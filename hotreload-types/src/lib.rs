//! Data model and error types shared by the keystore hot reload core.

pub mod error;
pub mod events;
pub mod password;
pub mod spec;

pub use error::{HotReloadError, Result};
pub use events::{ChangeKind, FileChangeEvent};
pub use password::{Password, PasswordFileReader};
pub use spec::CredentialFileSpec;
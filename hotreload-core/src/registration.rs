//! Exposes the core's components under stable algorithm names so the host TLS stack's
//! service-lookup resolves them, the way `rustls::crypto::CryptoProvider` is installed
//! via `install_default()`/`install_into()` (spec.md §4.7).
//!
//! The actual registration into a cryptographic-provider registry is an external
//! collaborator per spec.md §1 — this type only records *what* would be registered
//! and *where* in the provider chain, for the host application to act on.

use crate::config::ChainPosition;

/// One entry in the registration surface: an algorithm name paired with a short
/// human-readable description of what it resolves to.
#[derive(Debug, Clone)]
pub struct AlgorithmEntry {
    pub name: &'static str,
    pub kind: AlgorithmKind,
}

#[derive(Debug, Clone, Copy, PartialEq, Eq)]
pub enum AlgorithmKind {
    Keystore,
    KeySelector,
    TrustValidator,
    Context,
}

/// Algorithm names the core registers, per spec.md §4.7.
pub const ALGORITHMS: &[AlgorithmEntry] = &[
    AlgorithmEntry { name: "DynamicKeystore", kind: AlgorithmKind::Keystore },
    AlgorithmEntry { name: "ReloadableX509", kind: AlgorithmKind::KeySelector },
    AlgorithmEntry { name: "ReloadablePKIX", kind: AlgorithmKind::KeySelector },
    AlgorithmEntry { name: "ReloadableSimple", kind: AlgorithmKind::TrustValidator },
    AlgorithmEntry { name: "ReloadablePKIX", kind: AlgorithmKind::TrustValidator },
    AlgorithmEntry { name: "TLSv1", kind: AlgorithmKind::Context },
    AlgorithmEntry { name: "TLSv1.1", kind: AlgorithmKind::Context },
    AlgorithmEntry { name: "TLSv1.2", kind: AlgorithmKind::Context },
    AlgorithmEntry { name: "TLSv1.3", kind: AlgorithmKind::Context },
    AlgorithmEntry { name: "TLS", kind: AlgorithmKind::Context },
    AlgorithmEntry { name: "Default", kind: AlgorithmKind::Context },
];

/// Records where in the host's provider-lookup chain the registration surface was
/// installed. `install_head` intercepts default algorithm names; `install_tail` is
/// only reached when a caller explicitly requests one of [`ALGORITHMS`] by name.
#[derive(Debug, Clone, Copy, PartialEq, Eq)]
pub struct ProviderRegistration {
    position: ChainPosition,
}

impl ProviderRegistration {
    pub fn install_head() -> Self {
        Self { position: ChainPosition::Head }
    }

    pub fn install_tail() -> Self {
        Self { position: ChainPosition::Tail }
    }

    pub fn install(position: ChainPosition) -> Self {
        Self { position }
    }

    pub fn position(&self) -> ChainPosition {
        self.position
    }

    pub fn algorithms(&self) -> &'static [AlgorithmEntry] {
        ALGORITHMS
    }
}
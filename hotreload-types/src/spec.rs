use std::path::{Path, PathBuf};

use uuid::Uuid;

use crate::error::{HotReloadError, Result};

const DEFAULT_FORMAT_TAG: &str = "PKCS12";

/// Descriptor of one watched credential set (spec.md §3 `CredentialFileSpec`).
///
/// Parsed from a `key=value` text form and serializable back to the same form. Every
/// instance carries a unique `marker`, generated at construction time, so that two specs
/// with otherwise-identical fields still serialize to distinguishable text (spec.md §6/§9
/// and the invariant in §8: `serialize(a) != serialize(b)` for `a != b`).
#[derive(Debug, Clone)]
pub struct CredentialFileSpec {
    format_tag: String,
    data_path: PathBuf,
    password_path: Option<PathBuf>,
    keypass_path: Option<PathBuf>,
    marker: Uuid,
}

impl CredentialFileSpec {
    pub fn new(
        data_path: PathBuf,
        format_tag: Option<String>,
        password_path: Option<PathBuf>,
        keypass_path: Option<PathBuf>,
    ) -> Self {
        Self {
            format_tag: format_tag.unwrap_or_else(|| DEFAULT_FORMAT_TAG.to_string()),
            data_path,
            password_path,
            keypass_path,
            marker: Uuid::new_v4(),
        }
    }

    pub fn format_tag(&self) -> &str {
        &self.format_tag
    }

    pub fn data_path(&self) -> &Path {
        &self.data_path
    }

    pub fn password_path(&self) -> Option<&Path> {
        self.password_path.as_deref()
    }

    pub fn keypass_path(&self) -> Option<&Path> {
        self.keypass_path.as_deref()
    }

    /// Per-instance identity marker embedded in the serialized form as a comment.
    pub fn marker(&self) -> Uuid {
        self.marker
    }

    /// Checks the invariants in spec.md §3: `data_path` readable and regular; if
    /// `password_path`/`keypass_path` are set they must also be readable and regular.
    pub fn validate(&self) -> Result<()> {
        Self::check_readable_regular(&self.data_path)?;
        if let Some(p) = &self.password_path {
            Self::check_readable_regular(p)?;
        }
        if let Some(p) = &self.keypass_path {
            Self::check_readable_regular(p)?;
        }
        Ok(())
    }

    fn check_readable_regular(path: &Path) -> Result<()> {
        let meta = std::fs::metadata(path).map_err(|e| {
            HotReloadError::Configuration(format!("cannot stat {}: {e}", path.display()))
        })?;
        if !meta.is_file() {
            return Err(HotReloadError::Configuration(format!(
                "{} is not a regular file",
                path.display()
            )));
        }
        Ok(())
    }

    /// Parses the `key=value` text form described in spec.md §6.
    pub fn parse(text: &str) -> Result<Self> {
        let mut location: Option<PathBuf> = None;
        let mut format_tag: Option<String> = None;
        let mut password_path: Option<PathBuf> = None;
        let mut keypass_path: Option<PathBuf> = None;

        for raw_line in text.lines() {
            let line = raw_line.trim();
            if line.is_empty() || line.starts_with('#') {
                continue;
            }
            let Some((key, value)) = line.split_once('=') else {
                return Err(HotReloadError::Configuration(format!(
                    "malformed spec line: {raw_line:?}"
                )));
            };
            let key = key.trim();
            let value = value.trim();
            match key {
                "location" => location = Some(PathBuf::from(value)),
                "keystore.algorithm" => format_tag = Some(value.to_string()),
                "password.location" => password_path = Some(PathBuf::from(value)),
                "keypass.location" => keypass_path = Some(PathBuf::from(value)),
                other => {
                    return Err(HotReloadError::Configuration(format!(
                        "unknown spec key: {other:?}"
                    )));
                }
            }
        }

        let data_path = location
            .ok_or_else(|| HotReloadError::Configuration("missing required key: location".into()))?;

        Ok(Self::new(data_path, format_tag, password_path, keypass_path))
    }

    /// Parses a Latin-1 (ISO-8859-1) encoded spec file, per spec.md §3's encoding note.
    pub fn parse_latin1_bytes(bytes: &[u8]) -> Result<Self> {
        Self::parse(&decode_latin1(bytes))
    }

    /// Serializes back to the `key=value` text form, including a comment line with the
    /// unique per-instance marker.
    pub fn to_text(&self) -> String {
        let mut out = String::new();
        out.push_str(&format!("# marker={}\n", self.marker));
        out.push_str(&format!("location={}\n", self.data_path.display()));
        out.push_str(&format!("keystore.algorithm={}\n", self.format_tag));
        if let Some(p) = &self.password_path {
            out.push_str(&format!("password.location={}\n", p.display()));
        }
        if let Some(p) = &self.keypass_path {
            out.push_str(&format!("keypass.location={}\n", p.display()));
        }
        out
    }

    /// Serializes to Latin-1 bytes, for writing back to a spec file on disk.
    pub fn to_latin1_bytes(&self) -> Result<Vec<u8>> {
        encode_latin1(&self.to_text())
    }

    /// Equality over the spec fields only (ignores the per-instance marker). Two specs
    /// with identical fields are "the same descriptor" even though their serialized forms
    /// differ.
    pub fn fields_eq(&self, other: &Self) -> bool {
        self.format_tag == other.format_tag
            && self.data_path == other.data_path
            && self.password_path == other.password_path
            && self.keypass_path == other.keypass_path
    }
}

/// ISO-8859-1 is a 1:1 mapping of bytes 0x00-0xFF onto the first 256 Unicode code points,
/// so no external crate is needed for this narrow encode/decode (spec.md §3, §6).
pub fn decode_latin1(bytes: &[u8]) -> String {
    bytes.iter().map(|&b| b as char).collect()
}

pub fn encode_latin1(s: &str) -> Result<Vec<u8>> {
    let mut out = Vec::with_capacity(s.len());
    for c in s.chars() {
        let code_point = u32::from(c);
        if code_point > 0xFF {
            return Err(HotReloadError::Configuration(format!(
                "character {c:?} is not representable in ISO-8859-1"
            )));
        }
        out.push(code_point as u8);
    }
    Ok(out)
}
use rusqlite::Connection;
use tracing::{error, info};

use crate::assets::AssetResolver;
use crate::convert;
use crate::db;

/// Outcome of one batch run, accumulated by the driver and handed back to
/// the caller instead of living in process-wide counters.
#[derive(Debug, Clone, Copy, Default, PartialEq, Eq)]
pub struct MigrationSummary {
    pub converted: usize,
    pub errors: usize,
}

impl MigrationSummary {
    pub fn total(&self) -> usize {
        self.converted + self.errors
    }
}

/// Runs the conversion stage: fetch legacy rows, convert each, upsert the
/// result. Per-record conversion failures are counted and logged; only
/// store failures (fetch/upsert) abort the run. Rows already written stay
/// written.
pub fn run_migration(
    conn: &Connection,
    resolver: &AssetResolver,
    limit: Option<u32>,
) -> anyhow::Result<MigrationSummary> {
    db::ensure_schema(conn)?;

    let templates = db::fetch_templates(conn, limit)?;
    info!(count = templates.len(), "starting template conversion");

    let mut summary = MigrationSummary::default();
    for template in &templates {
        match convert::convert_template(template, resolver) {
            Ok(design) => {
                db::upsert_design(conn, &design, template)?;
                summary.converted += 1;
                info!(template = template.id, design = %design.id, "converted template");
            }
            Err(e) => {
                summary.errors += 1;
                error!(template = template.id, error = %e, "failed to convert template");
            }
        }
    }

    info!(
        converted = summary.converted,
        errors = summary.errors,
        total = summary.total(),
        "conversion completed"
    );
    Ok(summary)
}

####################

*To do*
Out of the material above, select every line that holds the string "host".

*Result*
//! Exposes the core's components under stable algorithm names so the host TLS stack's
//! and *where* in the provider chain, for the host application to act on.
/// Records where in the host's provider-lookup chain the registration surface was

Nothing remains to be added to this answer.